## ASSIGNED TASK:
Find the line containing "subscriptions are due." in the entries below. Restate it and each line after it, word for word, up to and including the line containing "pub enum DueSelection".

********************

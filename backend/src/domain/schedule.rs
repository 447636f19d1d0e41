//! Hour-aligned scheduling rules for forecast emails.
//!
//! Every subscription carries a `next_message` timestamp. Saving a
//! subscription whose slot has already passed moves it to the top of the
//! current hour plus the period; each dispatch attempt pushes it forward by
//! one period.

use std::str::FromStr;

use chrono::{DateTime, DurationRound, TimeDelta, Timelike, Utc};
use serde::{Deserialize, Serialize};

use super::subscription::Period;

fn one_hour() -> TimeDelta {
    TimeDelta::hours(1)
}

/// Start of the hour containing `at`.
pub fn truncate_to_hour(at: DateTime<Utc>) -> DateTime<Utc> {
    at.duration_trunc(one_hour()).unwrap_or(at)
}

/// First hour-aligned slot `period` hours after the hour containing `now`.
///
/// # Examples
/// ```
/// use chrono::{TimeZone, Utc};
/// use weather_reminder::domain::{next_slot, Period};
///
/// let now = Utc.with_ymd_and_hms(2024, 5, 1, 10, 15, 0).unwrap();
/// let slot = next_slot(now, Period::new(6).unwrap());
/// assert_eq!(slot, Utc.with_ymd_and_hms(2024, 5, 1, 16, 0, 0).unwrap());
/// ```
pub fn next_slot(now: DateTime<Utc>, period: Period) -> DateTime<Utc> {
    truncate_to_hour(now) + period.as_delta()
}

/// Keep `next_message` when it is still ahead of `now`; otherwise move it to
/// [`next_slot`].
pub fn reschedule_if_past(
    next_message: DateTime<Utc>,
    now: DateTime<Utc>,
    period: Period,
) -> DateTime<Utc> {
    if next_message <= now {
        next_slot(now, period)
    } else {
        next_message
    }
}

/// Error returned when parsing an unknown [`DueSelection`] name.
#[derive(Debug, Clone, PartialEq, Eq, thiserror::Error)]
#[error("unknown due selection '{0}'; expected current_hour or hour_of_day")]
pub struct UnknownDueSelection(String);

/// How the dispatch job decides which subscriptions are due.
#[derive(Debug, Clone, Copy, Default, PartialEq, Eq, Serialize, Deserialize)]
#[serde(rename_all = "snake_case")]
pub enum DueSelection {
    /// `next_message` falls before the end of the current hour. Overdue
    /// subscriptions are caught up on the next run.
    #[default]
    CurrentHour,
    /// `next_message` has the same hour-of-day as `now`, ignoring the date.
    HourOfDay,
}

impl DueSelection {
    /// Exclusive upper bound a store can use to narrow candidates, if any.
    pub fn due_before(self, now: DateTime<Utc>) -> Option<DateTime<Utc>> {
        match self {
            Self::CurrentHour => Some(truncate_to_hour(now) + one_hour()),
            Self::HourOfDay => None,
        }
    }

    /// Whether a subscription scheduled at `next_message` is due at `now`.
    pub fn is_due(self, next_message: DateTime<Utc>, now: DateTime<Utc>) -> bool {
        match self {
            Self::CurrentHour => next_message < truncate_to_hour(now) + one_hour(),
            Self::HourOfDay => next_message.hour() == now.hour(),
        }
    }
}

impl FromStr for DueSelection {
    type Err = UnknownDueSelection;

    fn from_str(s: &str) -> Result<Self, Self::Err> {
        match s.trim().to_ascii_lowercase().as_str() {
            "current_hour" => Ok(Self::CurrentHour),
            "hour_of_day" => Ok(Self::HourOfDay),
            other => Err(UnknownDueSelection(other.to_owned())),
        }
    }
}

********************

## ANSWER TO THIS TASK:
/// How the dispatch job decides which subscriptions are due.
#[derive(Debug, Clone, Copy, Default, PartialEq, Eq, Serialize, Deserialize)]
#[serde(rename_all = "snake_case")]
pub enum DueSelection {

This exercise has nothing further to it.